The MS 100 is connected to the RAN 102 via an air interface, generally represented by the dashed line 124. The link-adapt functional block 114 of the MS 100 connects with the link-adapt functional block 116 of the RAN 102 over the air-interface. The link-adapt functional block 116 of the RAN 102 is connected to the link-adapt functional block 118 of the SGSN 104. THE SGSN 104 is connected to the GGSN 106 and the intermediate routers 119. The intermediate routers connect to the connector 108, which in turn connects to the end-point 110.

In the downlink (DL), traffic is transferred from the end-point 110 toward the MS 100, and in the uplink traffic is transferred from the MS 100 toward the end-point 110. The RAN 102, SGSN 104 and the GGSN 106 may generally be considered to make up the network.

In accordance with the invention, the amount of data queued up in the MS 100 i.e., an amount of data to be sent in the uplink direction, is estimated in order to improve the management of the uplink resources from the network. The estimated value allows the network to schedule radio resources in the uplink direction to the MS to meet the quality of service (QoS) requirements of the traffic. The estimation technique is independent of the radio technology utilized, and the concepts are based on the type of application and the type of data that is being carried.

With reference to FIGS. 2 and 3, two example applications are described for TCP applications. TCP applications can be broadly classified into interactive type data transfer and bulk data transfer applications. A bulk data type transfer is described with reference to FIG. 2 and an interactive type data transfer is described with reference to FIG. 3.

FIG. 2 shows an example of TCP session showing the sequence of message exchanges in the case of a bulk TCP data transfer. The characteristics of a bulk TCP traffic request may include:

    • Typically either the uplink or the downlink has more data to send than the other. If the MS is downloading any information, then there is more data in the downlink direction. Otherwise the uplink has more data to send than the downlink.

On the side of the system from where the data is being downloaded from, typically the size of the data segments is the maximum segment size.

The applications are time sensitive, but they are in the order of a few tens of seconds.
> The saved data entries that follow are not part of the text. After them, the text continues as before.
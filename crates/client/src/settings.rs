//! Client settings loaded from TOML.

use std::path::Path;
use std::time::Duration;

use serde::Deserialize;

use crate::error::SettingsError;
use crate::gc::GarbageCollectionPolicy;

const DEFAULT_TIMEOUT_MS: u64 = 5_000;

/// Settings shared by every actor created through one [`crate::Episode`].
///
/// ```toml
/// timeout_ms = 2000
/// garbage_collection = "disabled"
/// ```
#[derive(Debug, Clone, PartialEq, Eq, Deserialize)]
#[serde(default, deny_unknown_fields)]
pub struct ClientSettings {
	/// Transport timeout for one remote call, in milliseconds.
	pub timeout_ms: u64,
	/// Policy attached to actors built by [`crate::Episode::make_actor`].
	pub garbage_collection: GarbageCollectionPolicy,
}

impl Default for ClientSettings {
	fn default() -> Self {
		Self {
			timeout_ms: DEFAULT_TIMEOUT_MS,
			garbage_collection: GarbageCollectionPolicy::Enabled,
		}
	}
}

impl ClientSettings {
	/// Parses settings from a TOML document. Missing keys take their defaults.
	pub fn from_toml_str(input: &str) -> Result<Self, SettingsError> {
		let settings: Self = toml::from_str(input)?;
		settings.validate()?;
		Ok(settings)
	}

	/// Reads and parses a settings file.
	pub fn load(path: impl AsRef<Path>) -> Result<Self, SettingsError> {
		let path = path.as_ref();
		let input = std::fs::read_to_string(path).map_err(|error| SettingsError::Io {
			path: path.to_path_buf(),
			error,
		})?;
		Self::from_toml_str(&input)
	}

	/// Transport timeout as a [`Duration`].
	pub fn timeout(&self) -> Duration {
		Duration::from_millis(self.timeout_ms)
	}

	fn validate(&self) -> Result<(), SettingsError> {
		if self.timeout_ms == 0 {
			return Err(SettingsError::ZeroTimeout);
		}
		Ok(())
	}
}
Referring to FIG. 3, there is illustrated an example in which data is transferred from the MS 100 to the network end-point 110. That is, FIG. 2 illustrates an example of a data transfer in the uplink. For the purposes of this example, the MS 100 is the sender and the end-point 110 is the receiver. At the beginning of such transfer, the network does not know the size of data to be transmitted to it, and therefore does not accurately know amount of the uplink resources to be allocated to the MS.

Referring to the example shown in FIG. 2, the receiver 202 (end-point 110) initiates a TCP connection by transmitting a synchronization signal SYN 206 to the sender 204 (MS 100). On successful reception of the synchronization signal SYN 206, the sender 204 (MS 100) transmits a synchronization acknowledgement signal SYN/ACK 208 to the receiver 202 (end-point 110) acknowledging correct receipt. The synchronization acknowledgement signal may include additional TCP parameters.

The receiver 202 (end-point 110) then transmits an acknowledgement signal ACK 210 acknowledging successful receipt of the synchronization acknowledgement signal SYN/ACK 208 to the sender 204 (MS 100).

Parallel with the acknowledgement signal ACK 210, or shortly thereafter, the receiver 202 (end-point 110) sends a request signal GET Request 212 in order to retrieve the data. Responsive to successful receipt of the GET Request 212, the sender 204 (MS 100) sends an acknowledgement signal ACK 214 acknowledging safe receipt of the request to the receiver 202 (end-point 110).

Parallel with the acknowledgement signal ACK 214, or shortly thereafter, the sender 204 (MS 100) sends the data 216 to the receiver 202 (end-point 110). This sequence continues such that on successful receipt of each data packet the receiver 202 sends an acknowledgement signal to the sender 204. Responsive to such acknowledgement signal the sender sends the next clock of data to the receiver 202. This process continues as long as there is data remaining to be sent.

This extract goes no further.